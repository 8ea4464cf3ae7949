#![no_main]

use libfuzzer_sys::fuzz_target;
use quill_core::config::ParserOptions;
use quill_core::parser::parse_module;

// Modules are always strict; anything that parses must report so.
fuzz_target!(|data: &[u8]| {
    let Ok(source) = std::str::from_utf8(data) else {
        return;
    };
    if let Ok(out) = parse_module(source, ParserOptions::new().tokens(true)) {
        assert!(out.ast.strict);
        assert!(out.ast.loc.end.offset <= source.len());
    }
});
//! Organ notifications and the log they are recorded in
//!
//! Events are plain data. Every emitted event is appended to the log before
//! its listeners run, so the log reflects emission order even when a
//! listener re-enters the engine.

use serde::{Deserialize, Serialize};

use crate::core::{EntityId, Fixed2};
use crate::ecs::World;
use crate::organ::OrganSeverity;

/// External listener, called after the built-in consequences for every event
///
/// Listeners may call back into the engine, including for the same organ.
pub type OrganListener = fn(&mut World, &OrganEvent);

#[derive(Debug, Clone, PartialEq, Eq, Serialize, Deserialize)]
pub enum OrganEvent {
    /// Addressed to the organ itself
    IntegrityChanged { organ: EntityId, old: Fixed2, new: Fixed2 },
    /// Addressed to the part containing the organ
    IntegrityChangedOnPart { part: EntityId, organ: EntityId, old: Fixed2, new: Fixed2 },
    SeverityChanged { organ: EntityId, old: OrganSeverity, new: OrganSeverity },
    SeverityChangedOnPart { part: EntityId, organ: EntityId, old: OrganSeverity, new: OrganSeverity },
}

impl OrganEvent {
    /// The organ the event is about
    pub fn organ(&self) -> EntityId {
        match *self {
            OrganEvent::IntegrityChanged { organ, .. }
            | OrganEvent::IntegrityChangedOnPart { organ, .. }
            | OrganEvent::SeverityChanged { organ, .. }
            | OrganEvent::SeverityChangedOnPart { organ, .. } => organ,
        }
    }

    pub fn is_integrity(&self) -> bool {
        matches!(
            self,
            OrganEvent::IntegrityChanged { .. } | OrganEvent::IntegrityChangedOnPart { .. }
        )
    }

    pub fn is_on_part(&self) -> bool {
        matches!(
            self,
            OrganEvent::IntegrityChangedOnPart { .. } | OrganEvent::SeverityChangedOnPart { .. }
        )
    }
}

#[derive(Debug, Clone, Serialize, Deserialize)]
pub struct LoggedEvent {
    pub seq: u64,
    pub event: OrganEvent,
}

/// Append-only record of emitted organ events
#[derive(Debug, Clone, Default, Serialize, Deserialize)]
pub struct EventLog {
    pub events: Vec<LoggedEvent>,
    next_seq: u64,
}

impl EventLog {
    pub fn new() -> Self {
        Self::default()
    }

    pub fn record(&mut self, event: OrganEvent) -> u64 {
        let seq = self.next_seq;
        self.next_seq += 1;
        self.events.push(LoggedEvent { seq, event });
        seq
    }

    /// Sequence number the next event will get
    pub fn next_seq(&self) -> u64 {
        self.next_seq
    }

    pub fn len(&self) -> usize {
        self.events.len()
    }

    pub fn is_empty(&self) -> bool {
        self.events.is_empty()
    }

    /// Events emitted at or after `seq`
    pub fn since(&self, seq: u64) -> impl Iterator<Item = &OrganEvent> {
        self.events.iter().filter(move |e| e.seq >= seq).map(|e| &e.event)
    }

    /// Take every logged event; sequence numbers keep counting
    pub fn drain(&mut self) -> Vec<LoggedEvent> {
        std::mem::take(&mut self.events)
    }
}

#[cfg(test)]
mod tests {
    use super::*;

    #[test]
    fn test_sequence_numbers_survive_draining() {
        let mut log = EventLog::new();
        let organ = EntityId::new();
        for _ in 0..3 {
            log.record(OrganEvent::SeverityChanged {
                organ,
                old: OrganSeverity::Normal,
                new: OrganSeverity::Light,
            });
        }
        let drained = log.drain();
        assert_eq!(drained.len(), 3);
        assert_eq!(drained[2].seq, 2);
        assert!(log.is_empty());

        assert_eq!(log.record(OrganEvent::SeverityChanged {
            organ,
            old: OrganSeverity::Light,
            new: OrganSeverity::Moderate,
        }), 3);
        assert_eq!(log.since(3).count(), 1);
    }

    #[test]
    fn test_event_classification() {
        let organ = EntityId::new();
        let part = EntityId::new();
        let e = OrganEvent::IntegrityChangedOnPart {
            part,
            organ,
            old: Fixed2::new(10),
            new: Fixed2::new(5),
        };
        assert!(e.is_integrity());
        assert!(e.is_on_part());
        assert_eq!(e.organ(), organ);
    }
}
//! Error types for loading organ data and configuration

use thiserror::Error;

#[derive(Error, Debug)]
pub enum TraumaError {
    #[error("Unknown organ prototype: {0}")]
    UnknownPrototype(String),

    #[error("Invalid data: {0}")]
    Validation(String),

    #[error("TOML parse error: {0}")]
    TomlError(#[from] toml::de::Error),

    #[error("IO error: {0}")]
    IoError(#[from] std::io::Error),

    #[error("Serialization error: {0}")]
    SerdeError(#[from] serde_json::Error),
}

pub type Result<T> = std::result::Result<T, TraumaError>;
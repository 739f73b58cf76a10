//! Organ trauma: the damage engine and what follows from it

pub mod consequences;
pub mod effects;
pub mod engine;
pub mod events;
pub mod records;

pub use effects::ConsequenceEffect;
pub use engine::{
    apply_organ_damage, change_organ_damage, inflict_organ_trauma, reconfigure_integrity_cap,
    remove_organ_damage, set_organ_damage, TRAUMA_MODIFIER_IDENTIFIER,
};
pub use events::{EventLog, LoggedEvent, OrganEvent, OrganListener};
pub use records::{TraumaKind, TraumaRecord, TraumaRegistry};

* * *

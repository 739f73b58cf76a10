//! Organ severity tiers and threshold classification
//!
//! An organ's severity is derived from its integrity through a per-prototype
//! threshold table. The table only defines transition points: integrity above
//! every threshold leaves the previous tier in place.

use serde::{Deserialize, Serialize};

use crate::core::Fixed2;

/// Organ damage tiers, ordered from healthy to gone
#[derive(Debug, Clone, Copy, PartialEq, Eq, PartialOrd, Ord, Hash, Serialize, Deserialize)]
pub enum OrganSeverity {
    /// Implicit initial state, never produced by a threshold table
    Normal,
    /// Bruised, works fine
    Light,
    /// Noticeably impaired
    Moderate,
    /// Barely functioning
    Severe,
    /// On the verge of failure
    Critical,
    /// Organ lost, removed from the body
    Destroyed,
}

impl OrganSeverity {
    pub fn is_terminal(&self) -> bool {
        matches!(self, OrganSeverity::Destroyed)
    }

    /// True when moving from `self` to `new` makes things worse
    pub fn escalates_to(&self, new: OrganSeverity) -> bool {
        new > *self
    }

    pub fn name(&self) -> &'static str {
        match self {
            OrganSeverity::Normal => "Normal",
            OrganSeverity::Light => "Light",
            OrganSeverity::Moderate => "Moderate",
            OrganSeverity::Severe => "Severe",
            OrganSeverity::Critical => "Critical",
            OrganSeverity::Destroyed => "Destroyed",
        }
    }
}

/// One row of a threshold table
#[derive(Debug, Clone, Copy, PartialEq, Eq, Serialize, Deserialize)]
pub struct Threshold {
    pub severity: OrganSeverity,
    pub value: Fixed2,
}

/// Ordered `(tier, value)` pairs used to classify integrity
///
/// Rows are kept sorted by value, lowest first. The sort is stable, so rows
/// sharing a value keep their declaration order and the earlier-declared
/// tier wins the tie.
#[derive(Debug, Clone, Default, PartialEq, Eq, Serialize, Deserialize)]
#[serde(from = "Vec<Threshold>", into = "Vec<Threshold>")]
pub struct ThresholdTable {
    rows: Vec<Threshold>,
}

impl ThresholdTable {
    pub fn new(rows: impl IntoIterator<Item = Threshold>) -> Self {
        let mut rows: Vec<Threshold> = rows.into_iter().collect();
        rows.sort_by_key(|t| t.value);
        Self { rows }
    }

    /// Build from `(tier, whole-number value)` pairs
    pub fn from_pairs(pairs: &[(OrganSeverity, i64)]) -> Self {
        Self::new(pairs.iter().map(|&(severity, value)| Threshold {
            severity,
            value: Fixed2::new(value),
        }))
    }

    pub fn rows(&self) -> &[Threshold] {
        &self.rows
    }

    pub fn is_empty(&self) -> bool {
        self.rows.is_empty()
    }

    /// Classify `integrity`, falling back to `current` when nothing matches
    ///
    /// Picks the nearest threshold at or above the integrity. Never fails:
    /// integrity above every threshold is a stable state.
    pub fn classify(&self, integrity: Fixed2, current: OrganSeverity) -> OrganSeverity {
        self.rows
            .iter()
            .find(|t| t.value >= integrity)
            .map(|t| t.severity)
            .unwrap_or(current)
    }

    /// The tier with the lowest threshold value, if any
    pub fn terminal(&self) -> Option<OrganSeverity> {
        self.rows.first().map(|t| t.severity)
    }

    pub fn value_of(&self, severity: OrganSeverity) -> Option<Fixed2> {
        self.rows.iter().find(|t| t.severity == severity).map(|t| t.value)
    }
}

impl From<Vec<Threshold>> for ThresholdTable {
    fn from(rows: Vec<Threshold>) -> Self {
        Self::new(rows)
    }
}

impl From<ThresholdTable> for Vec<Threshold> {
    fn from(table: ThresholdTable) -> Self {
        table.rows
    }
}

--

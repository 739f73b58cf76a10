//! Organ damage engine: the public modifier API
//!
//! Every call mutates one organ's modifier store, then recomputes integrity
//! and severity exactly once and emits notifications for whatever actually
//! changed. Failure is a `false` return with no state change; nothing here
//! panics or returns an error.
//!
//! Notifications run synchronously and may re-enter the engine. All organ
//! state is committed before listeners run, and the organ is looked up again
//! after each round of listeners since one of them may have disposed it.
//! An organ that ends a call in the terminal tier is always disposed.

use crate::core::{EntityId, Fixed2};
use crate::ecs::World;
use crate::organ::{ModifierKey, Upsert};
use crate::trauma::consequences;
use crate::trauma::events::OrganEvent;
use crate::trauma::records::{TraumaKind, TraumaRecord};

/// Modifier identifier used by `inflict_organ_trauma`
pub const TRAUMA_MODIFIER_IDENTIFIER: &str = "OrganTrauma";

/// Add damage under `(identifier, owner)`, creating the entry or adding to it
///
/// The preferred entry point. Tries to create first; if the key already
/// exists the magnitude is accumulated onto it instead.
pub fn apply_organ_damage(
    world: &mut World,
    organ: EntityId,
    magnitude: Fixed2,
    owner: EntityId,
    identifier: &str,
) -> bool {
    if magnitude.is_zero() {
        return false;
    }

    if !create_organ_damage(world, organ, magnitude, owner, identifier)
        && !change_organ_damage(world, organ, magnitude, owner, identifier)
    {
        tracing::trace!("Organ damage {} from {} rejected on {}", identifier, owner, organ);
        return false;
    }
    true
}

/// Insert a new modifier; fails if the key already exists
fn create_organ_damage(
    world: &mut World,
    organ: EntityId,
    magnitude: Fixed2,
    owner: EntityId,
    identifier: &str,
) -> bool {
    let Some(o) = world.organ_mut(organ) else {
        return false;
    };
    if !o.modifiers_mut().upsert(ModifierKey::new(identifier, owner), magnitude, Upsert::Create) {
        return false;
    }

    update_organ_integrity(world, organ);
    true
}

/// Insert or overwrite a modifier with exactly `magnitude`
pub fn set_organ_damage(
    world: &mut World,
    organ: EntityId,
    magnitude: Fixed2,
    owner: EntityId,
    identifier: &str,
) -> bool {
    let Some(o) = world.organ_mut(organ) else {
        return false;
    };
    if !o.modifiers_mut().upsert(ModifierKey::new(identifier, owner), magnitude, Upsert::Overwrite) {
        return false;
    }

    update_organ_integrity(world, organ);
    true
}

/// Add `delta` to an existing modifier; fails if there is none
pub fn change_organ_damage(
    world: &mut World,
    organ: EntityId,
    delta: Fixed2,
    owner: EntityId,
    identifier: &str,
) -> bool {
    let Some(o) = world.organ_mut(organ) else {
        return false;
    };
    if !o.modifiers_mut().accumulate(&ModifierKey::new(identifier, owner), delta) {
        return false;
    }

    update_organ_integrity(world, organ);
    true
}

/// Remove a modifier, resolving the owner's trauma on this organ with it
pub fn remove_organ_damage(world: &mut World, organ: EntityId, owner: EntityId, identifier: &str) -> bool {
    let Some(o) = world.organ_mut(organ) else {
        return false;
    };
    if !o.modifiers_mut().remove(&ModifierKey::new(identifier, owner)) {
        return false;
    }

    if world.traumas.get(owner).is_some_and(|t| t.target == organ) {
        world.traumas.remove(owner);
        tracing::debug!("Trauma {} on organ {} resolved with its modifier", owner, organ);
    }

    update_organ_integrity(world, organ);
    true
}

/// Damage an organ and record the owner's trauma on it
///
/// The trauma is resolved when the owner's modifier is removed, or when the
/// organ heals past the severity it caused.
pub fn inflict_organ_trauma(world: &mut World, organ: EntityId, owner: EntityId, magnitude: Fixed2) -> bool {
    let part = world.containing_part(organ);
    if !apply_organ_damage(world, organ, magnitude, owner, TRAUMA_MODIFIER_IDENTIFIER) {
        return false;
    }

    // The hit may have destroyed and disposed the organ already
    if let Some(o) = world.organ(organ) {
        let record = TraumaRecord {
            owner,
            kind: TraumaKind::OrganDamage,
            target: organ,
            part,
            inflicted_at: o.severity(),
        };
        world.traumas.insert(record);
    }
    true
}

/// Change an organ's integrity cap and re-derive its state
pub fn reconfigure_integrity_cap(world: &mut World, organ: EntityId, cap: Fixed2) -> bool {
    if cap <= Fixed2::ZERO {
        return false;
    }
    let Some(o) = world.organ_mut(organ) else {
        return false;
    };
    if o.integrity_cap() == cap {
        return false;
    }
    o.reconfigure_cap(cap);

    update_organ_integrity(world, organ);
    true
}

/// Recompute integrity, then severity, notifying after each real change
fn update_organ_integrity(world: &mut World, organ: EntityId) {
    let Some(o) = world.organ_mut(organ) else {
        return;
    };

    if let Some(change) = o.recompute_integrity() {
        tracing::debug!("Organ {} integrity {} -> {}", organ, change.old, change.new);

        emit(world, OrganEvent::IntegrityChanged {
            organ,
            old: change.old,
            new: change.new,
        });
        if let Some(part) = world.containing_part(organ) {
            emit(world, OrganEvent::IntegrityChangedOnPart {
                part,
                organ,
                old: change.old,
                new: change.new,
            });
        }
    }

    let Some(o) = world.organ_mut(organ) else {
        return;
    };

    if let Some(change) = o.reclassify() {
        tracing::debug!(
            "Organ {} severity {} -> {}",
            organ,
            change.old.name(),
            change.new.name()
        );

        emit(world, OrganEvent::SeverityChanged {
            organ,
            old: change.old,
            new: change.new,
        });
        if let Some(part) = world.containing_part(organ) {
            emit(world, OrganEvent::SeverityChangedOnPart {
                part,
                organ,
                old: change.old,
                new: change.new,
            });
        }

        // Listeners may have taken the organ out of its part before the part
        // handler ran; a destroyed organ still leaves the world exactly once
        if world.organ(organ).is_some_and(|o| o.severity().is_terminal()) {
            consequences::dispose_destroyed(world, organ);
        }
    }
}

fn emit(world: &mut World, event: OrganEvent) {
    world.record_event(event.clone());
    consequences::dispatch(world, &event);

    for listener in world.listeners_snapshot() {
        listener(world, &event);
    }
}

» **TASK DESCRIPTION**
Pull out all lines from the listing that contain the string "resolved".

» **TASK OUTPUT**
        tracing::debug!("Trauma {} on organ {} resolved with its modifier", owner, organ);
/// The trauma is resolved when the owner's modifier is removed, or when the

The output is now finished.